[PROVIDED MATERIAL — start]

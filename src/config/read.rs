//! Configuration reading pipeline.
//!
//! validate → merge includes → validate → merge templates → trim →
//! validate → decode. The tree stays the source of truth until the very
//! last step; shorthand is wrapped into normal form before every merge so
//! both sides of a merge always have the same shape.

use std::collections::HashSet;
use std::path::Path;

use crate::config::decode;
use crate::config::model::Config;
use crate::config::schema;
use crate::errors::Error;
use crate::preproc::node::Node;
use crate::preproc::{merge, substitute_node, trim_attributes, wrap_configs, wrap_visibility};
use crate::util::fs::Files;

/// Major version of the supported configuration format.
pub const CONFIG_VERSION: i64 = 1;

const SETTINGS_KEYS: [&str; 7] = [
    "sources",
    "includes",
    "pchs",
    "dependencies",
    "definitions",
    "compile_options",
    "link_options",
];

/// Read a configuration document. Include files are resolved through
/// `files`. Errors accumulate in `errors`; on any error the returned config
/// is empty.
pub fn read(input: &str, files: &dyn Files, errors: &mut Vec<Error>) -> Config {
    let mut root = match Node::parse(input) {
        Ok(root) => root,
        Err(err) => {
            tracing::debug!("config parse error: {err}");
            errors.push(Error::ConfigValidationError {
                message: err.to_string(),
            });
            return Config::default();
        }
    };

    tracing::trace!("check config version");
    if !check_version(&root, errors) {
        return Config::default();
    }

    tracing::trace!("validate config before merging includes");
    if !validate(&root, errors) {
        return Config::default();
    }

    tracing::trace!("merge includes");
    let mut included_paths = HashSet::new();
    merge_includes(&mut root, &mut included_paths, files, errors);

    tracing::trace!("validate config before merging templates");
    if !validate(&root, errors) {
        return Config::default();
    }

    tracing::trace!("merge templates");
    merge_templates(&mut root, errors);
    trim_attributes(&mut root);

    tracing::trace!("validate config after preprocessing");
    if !validate(&root, errors) {
        return Config::default();
    }

    if !errors.is_empty() {
        return Config::default();
    }

    // targets that sat under a `targets:REPLACE` key become visible only
    // after the trim, so their shorthand still needs wrapping
    normalize(&mut root);

    tracing::trace!("decode config");
    decode::decode(&root)
}

fn check_version(root: &Node, errors: &mut Vec<Error>) -> bool {
    let Some(scalar) = root.get("version").and_then(Node::as_scalar) else {
        return true;
    };

    let version: i64 = scalar.value.trim().parse().unwrap_or(0);
    if version == CONFIG_VERSION {
        return true;
    }

    tracing::debug!("unsupported config version: {version}");
    errors.push(Error::ConfigUnsupportedVersion {
        version: version.to_string(),
    });

    false
}

fn validate(root: &Node, errors: &mut Vec<Error>) -> bool {
    let validation_errors = schema::validate(root);
    if validation_errors.is_empty() {
        return true;
    }

    for err in validation_errors {
        tracing::debug!("config validation error: {}", err.description());
        errors.push(Error::ConfigValidationError {
            message: err.description(),
        });
    }

    false
}

/// Wrap every target and template settings node into normal form, so merges
/// always see `{default: {global: ...}}` shapes on both sides.
fn normalize(root: &mut Node) {
    if let Some(entries) = root
        .get_mut("templates")
        .and_then(Node::as_mapping_mut)
    {
        for (_, value) in entries.iter_mut() {
            normalize_settings(value);
        }
    }

    if let Some(items) = root.get_mut("targets").and_then(Node::as_sequence_mut) {
        for item in items.iter_mut() {
            normalize_settings(item);
        }
    }
}

fn normalize_settings(node: &mut Node) {
    wrap_configs(node, "properties");
    for key in SETTINGS_KEYS {
        wrap_visibility(node, key);
    }
}

fn merge_includes(
    root: &mut Node,
    included_paths: &mut HashSet<String>,
    files: &dyn Files,
    errors: &mut Vec<Error>,
) {
    normalize(root);

    let includes = decode::decode_includes(root.get("includes"));

    for include in &includes {
        for include_path in &include.paths {
            if !files.exists(Path::new(include_path)) {
                tracing::debug!("config include not found: {include_path}");
                errors.push(Error::ConfigIncludeNotFound {
                    path: include_path.clone(),
                });
                continue;
            }

            if !included_paths.insert(include_path.clone()) {
                // cycle guard, the second visit is silently skipped
                continue;
            }

            let text = match files.read(Path::new(include_path)) {
                Ok(text) => text,
                Err(err) => {
                    tracing::debug!("can't read config include: {include_path}: {err}");
                    errors.push(Error::ConfigIncludeNotFound {
                        path: include_path.clone(),
                    });
                    continue;
                }
            };

            let mut include_node = match Node::parse(&text) {
                Ok(node) => node,
                Err(err) => {
                    tracing::debug!("config include parse error: {include_path}: {err}");
                    errors.push(Error::ConfigValidationError {
                        message: format!("{include_path}: {err}"),
                    });
                    continue;
                }
            };

            let mut undefined_params = Vec::new();
            substitute_node(&mut include_node, &include.parameters, &mut undefined_params);

            // nested includes merge inside-out; parameters don't propagate
            merge_includes(&mut include_node, included_paths, files, errors);

            // the outer document's identity is authoritative
            include_node.remove("version");
            include_node.remove("project");
            include_node.remove("includes");

            merge(&include_node, root);

            for param in undefined_params {
                tracing::debug!("undefined config include parameter: {param}");
                errors.push(Error::ConfigUndefinedIncludeParameter {
                    path: include_path.clone(),
                    name: param,
                });
            }
        }
    }
}

fn merge_templates(root: &mut Node, errors: &mut Vec<Error>) {
    normalize(root);

    let templates: Vec<(String, Node)> = root
        .get("templates")
        .and_then(Node::as_mapping)
        .map(<[(String, Node)]>::to_vec)
        .unwrap_or_default();

    let Some(targets) = root.get_mut("targets").and_then(Node::as_sequence_mut) else {
        return;
    };

    for target in targets.iter_mut() {
        let target_name = target
            .get("library")
            .or_else(|| target.get("executable"))
            .and_then(Node::as_scalar)
            .map(|s| s.value.clone())
            .unwrap_or_default();

        let directives = decode::decode_template_list(target.get("templates"));

        for directive in &directives {
            for template_name in &directive.names {
                let Some((_, template_node)) =
                    templates.iter().find(|(name, _)| name == template_name)
                else {
                    tracing::debug!("config template not found: {template_name}");
                    errors.push(Error::ConfigTemplateNotFound {
                        target: target_name.clone(),
                        name: template_name.clone(),
                    });
                    continue;
                };

                let mut template_node = template_node.clone();

                let mut undefined_params = Vec::new();
                substitute_node(
                    &mut template_node,
                    &directive.parameters,
                    &mut undefined_params,
                );

                merge(&template_node, target);

                for param in undefined_params {
                    tracing::debug!("undefined config template parameter: {param}");
                    errors.push(Error::ConfigUndefinedTemplateParameter {
                        template: template_name.clone(),
                        name: param,
                    });
                }
            }
        }

        trim_attributes(target);
    }
}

[PROVIDED MATERIAL — finish]

The whole listing above should be copied out exactly, line by line.

## [EXERCISE OUTPUT]
filename src/config/read.rs
//! Configuration reading pipeline.
//!
//! validate → merge includes → validate → merge templates → trim →
//! validate → decode. The tree stays the source of truth until the very
//! last step; shorthand is wrapped into normal form before every merge so
//! both sides of a merge always have the same shape.

use std::collections::HashSet;
use std::path::Path;

use crate::config::decode;
use crate::config::model::Config;
use crate::config::schema;
use crate::errors::Error;
use crate::preproc::node::Node;
use crate::preproc::{merge, substitute_node, trim_attributes, wrap_configs, wrap_visibility};
use crate::util::fs::Files;

/// Major version of the supported configuration format.
pub const CONFIG_VERSION: i64 = 1;

const SETTINGS_KEYS: [&str; 7] = [
    "sources",
    "includes",
    "pchs",
    "dependencies",
    "definitions",
    "compile_options",
    "link_options",
];

/// Read a configuration document. Include files are resolved through
/// `files`. Errors accumulate in `errors`; on any error the returned config
/// is empty.
pub fn read(input: &str, files: &dyn Files, errors: &mut Vec<Error>) -> Config {
    let mut root = match Node::parse(input) {
        Ok(root) => root,
        Err(err) => {
            tracing::debug!("config parse error: {err}");
            errors.push(Error::ConfigValidationError {
                message: err.to_string(),
            });
            return Config::default();
        }
    };

    tracing::trace!("check config version");
    if !check_version(&root, errors) {
        return Config::default();
    }

    tracing::trace!("validate config before merging includes");
    if !validate(&root, errors) {
        return Config::default();
    }

    tracing::trace!("merge includes");
    let mut included_paths = HashSet::new();
    merge_includes(&mut root, &mut included_paths, files, errors);

    tracing::trace!("validate config before merging templates");
    if !validate(&root, errors) {
        return Config::default();
    }

    tracing::trace!("merge templates");
    merge_templates(&mut root, errors);
    trim_attributes(&mut root);

    tracing::trace!("validate config after preprocessing");
    if !validate(&root, errors) {
        return Config::default();
    }

    if !errors.is_empty() {
        return Config::default();
    }

    // targets that sat under a `targets:REPLACE` key become visible only
    // after the trim, so their shorthand still needs wrapping
    normalize(&mut root);

    tracing::trace!("decode config");
    decode::decode(&root)
}

fn check_version(root: &Node, errors: &mut Vec<Error>) -> bool {
    let Some(scalar) = root.get("version").and_then(Node::as_scalar) else {
        return true;
    };

    let version: i64 = scalar.value.trim().parse().unwrap_or(0);
    if version == CONFIG_VERSION {
        return true;
    }

    tracing::debug!("unsupported config version: {version}");
    errors.push(Error::ConfigUnsupportedVersion {
        version: version.to_string(),
    });

    false
}

fn validate(root: &Node, errors: &mut Vec<Error>) -> bool {
    let validation_errors = schema::validate(root);
    if validation_errors.is_empty() {
        return true;
    }

    for err in validation_errors {
        tracing::debug!("config validation error: {}", err.description());
        errors.push(Error::ConfigValidationError {
            message: err.description(),
        });
    }

    false
}

/// Wrap every target and template settings node into normal form, so merges
/// always see `{default: {global: ...}}` shapes on both sides.
fn normalize(root: &mut Node) {
    if let Some(entries) = root
        .get_mut("templates")
        .and_then(Node::as_mapping_mut)
    {
        for (_, value) in entries.iter_mut() {
            normalize_settings(value);
        }
    }

    if let Some(items) = root.get_mut("targets").and_then(Node::as_sequence_mut) {
        for item in items.iter_mut() {
            normalize_settings(item);
        }
    }
}

fn normalize_settings(node: &mut Node) {
    wrap_configs(node, "properties");
    for key in SETTINGS_KEYS {
        wrap_visibility(node, key);
    }
}

fn merge_includes(
    root: &mut Node,
    included_paths: &mut HashSet<String>,
    files: &dyn Files,
    errors: &mut Vec<Error>,
) {
    normalize(root);

    let includes = decode::decode_includes(root.get("includes"));

    for include in &includes {
        for include_path in &include.paths {
            if !files.exists(Path::new(include_path)) {
                tracing::debug!("config include not found: {include_path}");
                errors.push(Error::ConfigIncludeNotFound {
                    path: include_path.clone(),
                });
                continue;
            }

            if !included_paths.insert(include_path.clone()) {
                // cycle guard, the second visit is silently skipped
                continue;
            }

            let text = match files.read(Path::new(include_path)) {
                Ok(text) => text,
                Err(err) => {
                    tracing::debug!("can't read config include: {include_path}: {err}");
                    errors.push(Error::ConfigIncludeNotFound {
                        path: include_path.clone(),
                    });
                    continue;
                }
            };

            let mut include_node = match Node::parse(&text) {
                Ok(node) => node,
                Err(err) => {
                    tracing::debug!("config include parse error: {include_path}: {err}");
                    errors.push(Error::ConfigValidationError {
                        message: format!("{include_path}: {err}"),
                    });
                    continue;
                }
            };

            let mut undefined_params = Vec::new();
            substitute_node(&mut include_node, &include.parameters, &mut undefined_params);

            // nested includes merge inside-out; parameters don't propagate
            merge_includes(&mut include_node, included_paths, files, errors);

            // the outer document's identity is authoritative
            include_node.remove("version");
            include_node.remove("project");
            include_node.remove("includes");

            merge(&include_node, root);

            for param in undefined_params {
                tracing::debug!("undefined config include parameter: {param}");
                errors.push(Error::ConfigUndefinedIncludeParameter {
                    path: include_path.clone(),
                    name: param,
                });
            }
        }
    }
}

fn merge_templates(root: &mut Node, errors: &mut Vec<Error>) {
    normalize(root);

    let templates: Vec<(String, Node)> = root
        .get("templates")
        .and_then(Node::as_mapping)
        .map(<[(String, Node)]>::to_vec)
        .unwrap_or_default();

    let Some(targets) = root.get_mut("targets").and_then(Node::as_sequence_mut) else {
        return;
    };

    for target in targets.iter_mut() {
        let target_name = target
            .get("library")
            .or_else(|| target.get("executable"))
            .and_then(Node::as_scalar)
            .map(|s| s.value.clone())
            .unwrap_or_default();

        let directives = decode::decode_template_list(target.get("templates"));

        for directive in &directives {
            for template_name in &directive.names {
                let Some((_, template_node)) =
                    templates.iter().find(|(name, _)| name == template_name)
                else {
                    tracing::debug!("config template not found: {template_name}");
                    errors.push(Error::ConfigTemplateNotFound {
                        target: target_name.clone(),
                        name: template_name.clone(),
                    });
                    continue;
                };

                let mut template_node = template_node.clone();

                let mut undefined_params = Vec::new();
                substitute_node(
                    &mut template_node,
                    &directive.parameters,
                    &mut undefined_params,
                );

                merge(&template_node, target);

                for param in undefined_params {
                    tracing::debug!("undefined config template parameter: {param}");
                    errors.push(Error::ConfigUndefinedTemplateParameter {
                        template: template_name.clone(),
                        name: param,
                    });
                }
            }
        }

        trim_attributes(target);
    }
}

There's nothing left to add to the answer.